This Year’s Super Bowl: A Pro-Life Tipping Point?

It is rare for the wise and powerful to admit that they are ignorant. But that is what the majority of Supreme Court justices did in Roe v. Wade, claiming that science offered no answer to the fundamental question of when human life began. Citing debates among biologists and physicians, the justices said that there had never been a consensus about the moral and legal status of unborn children. So the justices stepped in to fill this alleged gap with an invention of its own: a “right of privacy” spun from subtle inferences they found between the lines of the actual words in the Constitution.

From that legal fiction, they and subsequent majorities wove the seamless shroud of abortion on demand, in 50 states for nine months of pregnancy, and in practice, for any reason at all — among the laxest, most ethically vacuous abortion laws in the world, outside of Communist China.

But the veil of ignorance has been lifted. Forty years of advancing medical technology have answered the factual question, if it ever really existed: A human being is genetically distinct and explosively alive from the moment of conception. Its DNA is human, and it reproduces independently of its mother, upon whom it relies only for nutrients and protection. It meets every test that scientists regularly use for determining whether something is a) alive and b) human.

We can watch tiny unborn children move around and adjust themselves in the womb to get more comfortable. We know that they feel pain. Doctors can take them on as patients and perform subtle surgeries inside the womb. We have witnessed on ultrasounds something our ancestors never could have: unborn twins engaged in horseplay. And now thanks to Doritos, we have seen that unborn boys crave some of their dads’ tortilla chips.

I can’t tell you how delighted I was to see, in the middle of the Super Bowl, a snack-chip company buy one of the most expensive ad slots available on television to show us a goofy, glorious spectacle like this one:

Of course, abortion lobbyists reacted with outrage:

The misanthropes at NARAL were outraged for a reason. Doritos was calling them on the lie that butters their bread. How dare a maker of tortilla chips engage in “humanizing” human fetuses, which we all know are really… what, exactly? Clumps of cells? Parasites? Tadpoles?

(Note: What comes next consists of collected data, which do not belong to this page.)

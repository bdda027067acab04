//! [`ReportStore`](crate::services::ReportStore) implementations.

mod json_file;
mod memory;

pub use json_file::JsonFileReportStore;
pub use memory::InMemoryReportStore;
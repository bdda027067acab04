use async_trait::async_trait;
use reqwest::header::{CONTENT_TYPE, HeaderValue};
use reqwest::{Method, Request, Url};
use serde::Serialize;
use serde_json::Value;
use tracing::{debug, warn};

use super::safety::{SAFETY_SETTINGS, SafetySetting};
use crate::error::{Error, Result};
use crate::fetch::auth::ApiKey;
use crate::fetch::{BasicClient, HttpClient, send_for_text};
use crate::services::TextGenerator;

pub const DEFAULT_BASE_URL: &str = "https://generativelanguage.googleapis.com";
pub const DEFAULT_MODEL: &str = "gemini-1.5-flash";
const API_KEY_HEADER: &str = "x-goog-api-key";

#[derive(Serialize)]
struct Part<'a> {
    text: &'a str,
}

#[derive(Serialize)]
struct Content<'a> {
    parts: [Part<'a>; 1],
}

#[derive(Serialize)]
#[serde(rename_all = "camelCase")]
struct GenerateRequest<'a> {
    contents: [Content<'a>; 1],
    safety_settings: &'a [SafetySetting],
}

/// [`TextGenerator`] backed by the Gemini `generateContent` endpoint.
pub struct GeminiClient<C = ApiKey<BasicClient>> {
    http: C,
    endpoint: Url,
}

impl GeminiClient {
    /// Builds a client that authenticates with `api_key` in the
    /// `x-goog-api-key` header.
    pub fn new(api_key: &str, base_url: &str, model: &str) -> Result<Self> {
        let http = ApiKey::new(BasicClient::new()?, API_KEY_HEADER, api_key)?;
        Self::with_client(http, base_url, model)
    }
}

impl<C: HttpClient> GeminiClient<C> {
    pub fn with_client(http: C, base_url: &str, model: &str) -> Result<Self> {
        let raw = format!(
            "{}/v1beta/models/{}:generateContent",
            base_url.trim_end_matches('/'),
            model
        );
        let endpoint =
            Url::parse(&raw).map_err(|e| Error::Config(format!("invalid Gemini endpoint '{raw}': {e}")))?;
        Ok(Self { http, endpoint })
    }

    pub fn endpoint(&self) -> &Url {
        &self.endpoint
    }

    fn build_request(&self, prompt: &str) -> Result<Request> {
        let body = GenerateRequest {
            contents: [Content {
                parts: [Part { text: prompt }],
            }],
            safety_settings: &SAFETY_SETTINGS,
        };

        let mut req = Request::new(Method::POST, self.endpoint.clone());
        req.headers_mut()
            .insert(CONTENT_TYPE, HeaderValue::from_static("application/json"));
        *req.body_mut() = Some(serde_json::to_vec(&body)?.into());
        Ok(req)
    }
}

/// Extracts the completion text from a `generateContent` response body.
///
/// A blocked prompt, or a first candidate without text, is an error naming
/// the reason the service gave.
pub fn parse_response(body: &str) -> Result<String> {
    let json: Value = serde_json::from_str(body)?;

    if let Some(reason) = json["promptFeedback"]["blockReason"].as_str() {
        return Err(Error::Advisory(format!(
            "The request was blocked by the content filter ({reason})"
        )));
    }

    let candidate = &json["candidates"][0];
    let text: String = candidate["content"]["parts"]
        .as_array()
        .map(|parts| parts.iter().filter_map(|p| p["text"].as_str()).collect())
        .unwrap_or_default();

    if text.is_empty() {
        let finish = candidate["finishReason"].as_str().unwrap_or("UNKNOWN");
        return Err(Error::Advisory(format!(
            "The response contained no text (finish reason: {finish})"
        )));
    }
    Ok(text)
}

#[async_trait]
impl<C: HttpClient> TextGenerator for GeminiClient<C> {
    #[tracing::instrument(skip_all, fields(prompt_len = prompt.len()))]
    async fn generate(&self, prompt: &str) -> Result<String> {
        let req = self.build_request(prompt)?;
        let body = send_for_text(&self.http, req).await.inspect_err(|e| {
            warn!(error = %e, "Gemini request failed");
        })?;

        let text = parse_response(&body)?;
        debug!(response_len = text.len(), "Gemini response received");
        Ok(text)
    }
}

Too many couples have taken those grainy ultrasounds and pasted them on their fridges and Facebook profiles for such crude lies to last much longer. But this year’s Super Bowl was the gift that kept on giving, because the NFL itself offered us another commercial with a clear pro-life message. This one wasn’t funny, but genuinely uplifting:

The message of this ad was straightforward and delightful: loving couples who watch their teams win the Superbowl take to bed and celebrate, and the result is … human life. These human lives, who are singing now in front of us on the television. And the invitation is clear, in the ad that ends with the slogan “Football Is Family”: Go ye therefore and do likewise.

Of course not everyone was inspired. Here’s a sampling of the blowback from people who don’t necessarily like being reminded where babies come from:

What these ads and other recent events tell me is that we’re winning. In fact, if we keep pushing forward, we are about to win. In the most recent Republican debate, every single candidate on stage was someone who takes a pro-life stance—from the insurgent voice of the GOP base, Ted Cruz, to the angry populist Donald Trump. In fact, the candidate whom the party establishment regards as most electable, Marco Rubio. took a brave and principled stand favoring protection for every unborn child, even those fathered in the appalling crime of rape — insisting that he would rather lose an election than be wrong about human life.

Keep in mind this is the same party which before Ronald Reagan was loudly neutral about abortion — an issue which party mandarins claimed put Reagan outside the American mainstream.

Where’s your mainstream flowing now? Popular music stars like Justin Bieber are outspokenly pro-life. On the hit show The Blacklist, the hard-bitten female FBI agent is agonizing over a pregnancy — over whether to raise the child or put it up for adoption. Pop films depicting the abortion issue honestly keep getting made and making money, from Bella to Knocked Up to Juno. People are plainly tired of pretending not to know the plainest facts of human life: We are woven inside our mothers, and alive from the beginning. Whether or not we were conceived after the Super Bowl, or craved our dad’s Doritos, we were us, real human beings, not protoplasm or euphemisms (such as the “products of conception”).

Even the tragic facts of the Planned Parenthood videos are leaking through the media’s shoddy filters: Before Congress and on TV, defenders of that organization are being forced to insist that their traffic in eyes and lungs and livers was technically legal. Just think how many Americans are hearing about that on the news and thinking: “Eyes, lungs, and livers? I thought they were blobs of tissue….” Those facts, which the Supreme Court didn’t want to hear and NARAL doesn’t want you to learn, will take on a life of their own. They’ll divide, and reproduce, and sooner than we expect they will emerge with an ear-splitting cry.